──────── DATA PROVIDED ────────

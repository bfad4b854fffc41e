//! File export: prediction tables and diagnostic reports.
use serde::Serialize;

use std::fmt;
use std::path::Path;
use std::fs::File;
use std::io::{self, Write};

use crate::metrics::Diagnostics;
use crate::sample::{Attribute, Sample};
use crate::tree::DecisionTree;


/// Write `samples` as a semicolon-separated table with the tree's
/// prediction appended to every row:
/// six attribute columns, the true label, and the predicted label.
pub fn write_predictions_csv<P>(
    path: P,
    samples: &[Sample],
    tree: &DecisionTree,
) -> io::Result<()>
    where P: AsRef<Path>,
{
    let mut f = File::create(path)?;

    let header = Attribute::ALL.iter()
        .map(|attribute| attribute.name())
        .collect::<Vec<_>>()
        .join(";");
    writeln!(f, "{header};Label;Predicted")?;

    for sample in samples {
        let values = Attribute::ALL.iter()
            .map(|&attribute| sample.value(attribute).to_string())
            .collect::<Vec<_>>()
            .join(";");
        writeln!(f, "{values};{};{}", sample.label(), tree.predict(sample))?;
    }

    Ok(())
}


/// A diagnostic report: the run settings and one
/// [`Diagnostics`] block per evaluated dataset.
#[derive(Debug, Clone, Serialize)]
pub struct Report {
    /// Identifier of the generation run (a timestamp).
    pub generated: String,
    /// Positive training examples used.
    pub n_positive_train: usize,
    /// Negative training examples used.
    pub n_negative_train: usize,
    /// Diagnostics per dataset, in insertion order.
    pub sections: Vec<ReportSection>,
}


/// One dataset's diagnostics inside a [`Report`].
#[derive(Debug, Clone, Serialize)]
pub struct ReportSection {
    /// Dataset name, e.g. `Training data`.
    pub dataset: String,
    /// The measured ratios.
    pub diagnostics: Diagnostics,
}


impl Report {
    /// An empty report with the given run settings.
    pub fn new<S>(
        generated: S,
        n_positive_train: usize,
        n_negative_train: usize,
    ) -> Self
        where S: ToString,
    {
        Self {
            generated: generated.to_string(),
            n_positive_train,
            n_negative_train,
            sections: Vec::new(),
        }
    }


    /// Append one dataset's diagnostics.
    pub fn push<S>(&mut self, dataset: S, diagnostics: Diagnostics)
        where S: ToString,
    {
        self.sections.push(ReportSection {
            dataset: dataset.to_string(),
            diagnostics,
        });
    }


    /// Write the report as plain text.
    pub fn write_text<P>(&self, path: P) -> io::Result<()>
        where P: AsRef<Path>,
    {
        let mut f = File::create(path)?;
        write!(f, "{self}")?;

        Ok(())
    }


    /// Write the report as JSON.
    pub fn write_json<P>(&self, path: P) -> io::Result<()>
        where P: AsRef<Path>,
    {
        let f = File::create(path)?;
        serde_json::to_writer_pretty(f, self)?;

        Ok(())
    }
}


impl fmt::Display for Report {
    fn fmt(&self, f: &mut fmt::Formatter<'_>) -> fmt::Result {
        writeln!(f, "Tree generation {}", self.generated)?;
        writeln!(f)?;
        writeln!(f, "Settings:")?;
        writeln!(f, "Positive training examples: {}", self.n_positive_train)?;
        writeln!(f, "Negative training examples: {}", self.n_negative_train)?;
        writeln!(f)?;
        writeln!(f, "Diagnostics:")?;

        for section in &self.sections {
            writeln!(f)?;
            writeln!(f, "{}:", section.dataset)?;
            writeln!(f, "{}", section.diagnostics)?;
        }

        Ok(())
    }
}
//! Defines the labeled sample and the raw input records.
use chrono::NaiveDateTime;
use serde::{Serialize, Deserialize};

use super::attribute::Attribute;


/// One labeled observation:
/// six continuous weather readings and the flight outcome of that day.
/// Samples are immutable once created;
/// the loader produces them wholesale and the tree never mutates them.
#[derive(Debug, Clone, Copy, PartialEq, Serialize, Deserialize)]
pub struct Sample {
    max_temp: f64,
    cloud_cover: f64,
    precipitation: f64,
    visibility: f64,
    wind_direction: f64,
    wind_speed: f64,
    label: bool,
}


impl Sample {
    /// Construct a sample from its six readings, in attribute order,
    /// and its class label (`true` means "flown").
    #[inline]
    pub fn new(
        max_temp: f64,
        cloud_cover: f64,
        precipitation: f64,
        visibility: f64,
        wind_direction: f64,
        wind_speed: f64,
        label: bool,
    ) -> Self
    {
        Self {
            max_temp,
            cloud_cover,
            precipitation,
            visibility,
            wind_direction,
            wind_speed,
            label,
        }
    }


    /// Returns the reading for the given attribute.
    #[inline]
    pub fn value(&self, attribute: Attribute) -> f64 {
        match attribute {
            Attribute::MaxTemp       => self.max_temp,
            Attribute::CloudCover    => self.cloud_cover,
            Attribute::Precipitation => self.precipitation,
            Attribute::Visibility    => self.visibility,
            Attribute::WindDirection => self.wind_direction,
            Attribute::WindSpeed     => self.wind_speed,
        }
    }


    /// Returns the reading at attribute index `index`.
    /// Panics for indices outside `0..6`,
    /// see [`Attribute::from_index`].
    #[inline]
    pub fn at(&self, index: usize) -> f64 {
        self.value(Attribute::from_index(index))
    }


    /// Returns the class label.
    #[inline]
    pub fn label(&self) -> bool {
        self.label
    }
}


/// One row of the weather history CSV:
/// a timestamp and the six readings of that day.
#[derive(Debug, Clone, PartialEq, Serialize, Deserialize)]
pub struct WeatherRecord {
    /// Observation timestamp (local, offset stripped).
    pub date: NaiveDateTime,
    /// Daily maximum temperature, °C.
    pub max_temp: f64,
    /// Effective cloud cover, %.
    pub cloud_cover: f64,
    /// Precipitation over the last 24 hours, mm.
    pub precipitation: f64,
    /// Horizontal visibility, m, clamped to the sensor ceiling.
    pub visibility: f64,
    /// Wind direction at 10 m, degrees.
    pub wind_direction: f64,
    /// Wind speed at 10 m, kt.
    pub wind_speed: f64,
}


impl WeatherRecord {
    /// Attach a class label, turning the record into a [`Sample`].
    #[inline]
    pub(crate) fn labeled(&self, label: bool) -> Sample {
        Sample::new(
            self.max_temp,
            self.cloud_cover,
            self.precipitation,
            self.visibility,
            self.wind_direction,
            self.wind_speed,
            label,
        )
    }
}


/// One `VEVENT` of the flight calendar: its summary line and start time.
#[derive(Debug, Clone, PartialEq, Serialize, Deserialize)]
pub struct CalendarEvent {
    /// The `SUMMARY:` line content.
    pub summary: String,
    /// The `DTSTART:` timestamp.
    pub date: NaiveDateTime,
}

────────

BRIEF: Starting with the first line of the records above, give back each line exactly until the line with "let header = Attribute::ALL.iter()" has been given as well.

WORKED SOLUTION:
repository bfad4b854fffc41e
//! File export: prediction tables and diagnostic reports.
use serde::Serialize;

use std::fmt;
use std::path::Path;
use std::fs::File;
use std::io::{self, Write};

use crate::metrics::Diagnostics;
use crate::sample::{Attribute, Sample};
use crate::tree::DecisionTree;


/// Write `samples` as a semicolon-separated table with the tree's
/// prediction appended to every row:
/// six attribute columns, the true label, and the predicted label.
pub fn write_predictions_csv<P>(
    path: P,
    samples: &[Sample],
    tree: &DecisionTree,
) -> io::Result<()>
    where P: AsRef<Path>,
{
    let mut f = File::create(path)?;

    let header = Attribute::ALL.iter()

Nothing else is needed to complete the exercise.